Saved entries:

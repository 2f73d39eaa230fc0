//! Line Protocol Implementation
//!
//! Requests are plain text lines (`SET foo bar\r\n`), split into
//! space-separated tokens. Replies use a simplified Redis-style encoding.
//!
//! ## Modules
//!
//! - `parser`: Line framing (CRLF, LF-tolerant) and tokenization
//! - `reply`: The `Reply` enum and its wire serialization
//!
//! ## Example
//!
//! ```
//! use blitzdb::protocol::{tokenize, LineParser, Reply};
//! use bytes::{Bytes, BytesMut};
//!
//! let parser = LineParser::default();
//! let mut buf = BytesMut::from(&b"GET name\r\n"[..]);
//! let line = parser.parse(&mut buf).unwrap().unwrap();
//! assert_eq!(tokenize(&line).len(), 2);
//!
//! let reply = Reply::bulk_string(Bytes::from("Ariz"));
//! assert_eq!(reply.serialize(), b"$4\r\nAriz\r\n");
//! ```

pub mod parser;
pub mod reply;

// Re-export commonly used types for convenience
pub use parser::{tokenize, LineParser, ParseError, ParseResult, DEFAULT_MAX_LINE_LENGTH};
pub use reply::Reply;
//! # BlitzDB - A Minimal Networked Key-Value Store
//!
//! BlitzDB is an in-memory key-value server that speaks a line-oriented text
//! protocol over TCP. Each request is one line of space-separated tokens;
//! each reply is one line in a small prefix-typed format.
//!
//! ## Features
//!
//! - **Simple protocol**: `SET foo bar\r\n` in, `+OK\r\n` out
//! - **Binary-safe values**: keys and values are arbitrary bytes
//! - **Optional AUTH**: a configured password unlocks administrative commands
//! - **Async I/O**: Built on Tokio, one task per connection
//!
//! ## Architecture
//!
//! ```text
//! ┌─────────────────────────────────────────────────────────────────────────┐
//! │                              BlitzDB                                    │
//! │                                                                         │
//! │  ┌─────────────┐    ┌─────────────┐    ┌─────────────┐                  │
//! │  │ TCP Server  │───>│ Connection  │───>│  Command    │                  │
//! │  │ (Listener)  │    │  Handler    │    │  Handler    │                  │
//! │  └──────┬──────┘    └──────┬──────┘    └──────┬──────┘                  │
//! │         │                  │                  │                         │
//! │         ▼                  ▼                  ▼                         │
//! │  ┌─────────────┐    ┌─────────────┐    ┌──────────────────────────┐     │
//! │  │ Connection  │◄──►│    Auth     │    │      StorageEngine       │     │
//! │  │  Registry   │    │   Tracker   │    │  (single Mutex<HashMap>) │     │
//! │  └─────────────┘    └─────────────┘    └──────────────────────────┘     │
//! └─────────────────────────────────────────────────────────────────────────┘
//! ```
//!
//! ## Quick Start
//!
//! ```ignore
//! use blitzdb::{Server, ServerConfig};
//!
//! #[tokio::main]
//! async fn main() -> anyhow::Result<()> {
//!     let server = Server::bind(ServerConfig::default()).await?;
//!     server.run().await;
//!     Ok(())
//! }
//! ```
//!
//! ## Supported Commands
//!
//! - `PING`
//! - `SET key value [NX|XX] [GET] [EX seconds|PX milliseconds]`
//! - `GET key`
//! - `DEL key [key ...]`
//! - `EXISTS key [key ...]`
//! - `DBSIZE`
//! - `FLUSHDB` (requires `AUTH`)
//! - `AUTH password`
//! - `QUIT`
//!
//! ## Module Overview
//!
//! - [`protocol`]: line framing, tokenizing, and reply encoding
//! - [`storage`]: the shared key-value store
//! - [`commands`]: command table and dispatcher
//! - [`connection`]: per-client sessions, identities, and auth state
//! - [`server`]: the listener and its stop handle
//!
//! ## Expiry
//!
//! `SET ... EX`/`PX` records an expiry time, but reads never consult it: an
//! expired key stays visible until something removes it. With
//! [`ServerConfig::active_expiry`] enabled, a background sweeper removes
//! expired entries periodically.

pub mod commands;
pub mod config;
pub mod connection;
pub mod protocol;
pub mod server;
pub mod storage;

// Re-export commonly used types for convenience
pub use commands::{CommandHandler, CommandRegistry};
pub use config::{ConfigError, ServerConfig};
pub use connection::{handle_connection, AuthTracker, ConnectionRegistry, ConnectionStats};
pub use protocol::{LineParser, ParseError, Reply};
pub use server::{Server, ServerError, ServerHandle};
pub use storage::{ExpiryConfig, ExpirySweeper, StorageEngine};

/// The default port BlitzDB listens on
pub const DEFAULT_PORT: u16 = 6379;

/// The default host BlitzDB binds to
pub const DEFAULT_HOST: &str = "127.0.0.1";

/// Version of BlitzDB
pub const VERSION: &str = env!("CARGO_PKG_VERSION");
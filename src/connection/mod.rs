//! Connection Handling Module
//!
//! Everything that lives for the span of one client connection: its
//! identity, its authentication state, and the task that serves it.
//!
//! ## Architecture
//!
//! ```text
//! ┌─────────────────────────────────────────────────────────────┐
//! │                     TCP Listener                            │
//! │                    (server module)                          │
//! └──────────────────────┬──────────────────────────────────────┘
//!                        │
//!                        │ accept() + Registration::new()
//!                        ▼
//!           ┌────────────────────────┐      ┌──────────────────┐
//!           │  ConnectionRegistry    │◄────►│   AuthTracker    │
//!           │  (weak session refs)   │      │ (authed ids)     │
//!           └────────────┬───────────┘      └──────────────────┘
//!                        │
//!                        │ spawn task
//!                        ▼
//! ┌─────────────────────────────────────────────────────────────┐
//! │                 ConnectionHandler                           │
//! │                                                             │
//! │  ┌─────────────┐    ┌─────────────┐    ┌─────────────┐     │
//! │  │ Read bytes  │───>│ Split lines │───>│ Execute cmd │     │
//! │  └─────────────┘    └─────────────┘    └─────────────┘     │
//! │                                               │             │
//! │                                               ▼             │
//! │                                      ┌─────────────┐        │
//! │                                      │ Send reply  │        │
//! │                                      └─────────────┘        │
//! └─────────────────────────────────────────────────────────────┘
//! ```
//!
//! Dropping a session's [`Registration`] removes it from the authenticated
//! set and then from the registry, so cleanup happens on every exit path.
//!
//! ## Example
//!
//! ```ignore
//! use blitzdb::connection::{handle_connection, AuthTracker, ConnectionRegistry, ConnectionStats, Registration};
//! use blitzdb::commands::{CommandHandler, CommandRegistry};
//! use blitzdb::protocol::LineParser;
//! use blitzdb::storage::StorageEngine;
//! use std::sync::Arc;
//!
//! let storage = Arc::new(StorageEngine::new());
//! let auth = Arc::new(AuthTracker::new(None));
//! let connections = Arc::new(ConnectionRegistry::new());
//! let stats = Arc::new(ConnectionStats::new());
//! let handler = CommandHandler::new(storage, Arc::new(CommandRegistry::new()), Arc::clone(&auth));
//!
//! // For each accepted connection...
//! let (stream, addr) = listener.accept().await?;
//! let registration = Registration::new(Arc::clone(&connections), Arc::clone(&auth), addr);
//! tokio::spawn(handle_connection(stream, registration, handler.clone(), LineParser::default(), stats));
//! ```

pub mod auth;
pub mod handler;
pub mod registry;

// Re-export commonly used types
pub use auth::{AuthError, AuthTracker};
pub use handler::{handle_connection, ConnectionError, ConnectionHandler, ConnectionStats};
pub use registry::{ConnectionId, ConnectionRegistry, Registration, SessionHandle};
//! Request Line Framing and Tokenization
//!
//! Requests are single lines terminated by CRLF. A bare LF is accepted as
//! well, so clients that only send `\n` (for example `nc` without `-C`) work.
//!
//! ## How the Parser Works
//!
//! The connection keeps a `BytesMut` read buffer. After each read it calls
//! [`LineParser::parse`], which returns:
//! - `Ok(Some(line))` - one complete line, delimiter removed, split off the buffer
//! - `Ok(None)` - no delimiter yet, read more data
//! - `Err(ParseError)` - the pending line exceeds the configured limit
//!
//! Lines are split off the buffer without copying; tokens are slices of the
//! line unless a token carries stray CR/LF bytes that need removing.

use bytes::{Bytes, BytesMut};
use thiserror::Error;

/// Default upper bound for a single request line (64 KB)
pub const DEFAULT_MAX_LINE_LENGTH: usize = 64 * 1024;

/// Errors that can occur while framing request lines.
#[derive(Debug, Error, Clone, PartialEq)]
pub enum ParseError {
    /// No delimiter within the allowed line length
    #[error("request line too long: {size} bytes (max: {max})")]
    LineTooLong { size: usize, max: usize },
}

/// Result type for parsing operations.
pub type ParseResult<T> = Result<T, ParseError>;

/// Splits delimited request lines off a read buffer.
#[derive(Debug, Clone)]
pub struct LineParser {
    max_line_length: usize,
}

impl Default for LineParser {
    fn default() -> Self {
        Self::new(DEFAULT_MAX_LINE_LENGTH)
    }
}

impl LineParser {
    pub fn new(max_line_length: usize) -> Self {
        Self { max_line_length }
    }

    pub fn max_line_length(&self) -> usize {
        self.max_line_length
    }

    /// Attempts to take one complete line from the front of `buf`.
    ///
    /// The returned line has its trailing `\n` and, if present, the `\r`
    /// before it removed. Empty lines are returned as empty `Bytes`; deciding
    /// what to do with them is up to the caller.
    pub fn parse(&self, buf: &mut BytesMut) -> ParseResult<Option<Bytes>> {
        let newline = match buf.iter().position(|&b| b == b'\n') {
            Some(pos) => pos,
            None => {
                // A trailing `\r` may be the first half of a split CRLF
                let pending = buf.len() - usize::from(buf.last() == Some(&b'\r'));
                if pending > self.max_line_length {
                    return Err(ParseError::LineTooLong {
                        size: pending,
                        max: self.max_line_length,
                    });
                }
                return Ok(None);
            }
        };

        let len = if newline > 0 && buf[newline - 1] == b'\r' {
            newline - 1
        } else {
            newline
        };

        if len > self.max_line_length {
            return Err(ParseError::LineTooLong {
                size: len,
                max: self.max_line_length,
            });
        }

        let mut line = buf.split_to(newline + 1);
        line.truncate(len);

        Ok(Some(line.freeze()))
    }
}

/// Splits a request line into tokens.
///
/// Tokens are separated by spaces; runs of spaces never produce empty tokens.
/// Any `\r` or `\n` left inside a token (a malformed line ending, for
/// instance) is removed, and a token that consisted only of such bytes is
/// dropped.
pub fn tokenize(line: &Bytes) -> Vec<Bytes> {
    let mut tokens = Vec::new();
    let mut start = 0;

    for end in line
        .iter()
        .enumerate()
        .filter(|(_, b)| **b == b' ')
        .map(|(i, _)| i)
        .chain(std::iter::once(line.len()))
    {
        if end > start {
            if let Some(token) = clean_token(line.slice(start..end)) {
                tokens.push(token);
            }
        }
        start = end + 1;
    }

    tokens
}

fn clean_token(token: Bytes) -> Option<Bytes> {
    let is_stray = |b: &u8| *b == b'\r' || *b == b'\n';

    if !token.iter().any(is_stray) {
        return Some(token);
    }

    let cleaned: Vec<u8> = token.iter().copied().filter(|b| !is_stray(b)).collect();
    if cleaned.is_empty() {
        None
    } else {
        Some(Bytes::from(cleaned))
    }
}
pub mod assistant;
pub mod config;
pub mod error;
pub mod meeting;
pub mod models;
pub mod proxy;
pub mod storage;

*Requirement:*
All lines above from the one holding "pub fn parse(&self, buf: &mut" to the one holding "if pending >", inclusive, are to be copied exactly; no other line is wanted.

*Answer to this exercise:*
    pub fn parse(&self, buf: &mut BytesMut) -> ParseResult<Option<Bytes>> {
        let newline = match buf.iter().position(|&b| b == b'\n') {
            Some(pos) => pos,
            None => {
                // A trailing `\r` may be the first half of a split CRLF
                let pending = buf.len() - usize::from(buf.last() == Some(&b'\r'));
                if pending > self.max_line_length {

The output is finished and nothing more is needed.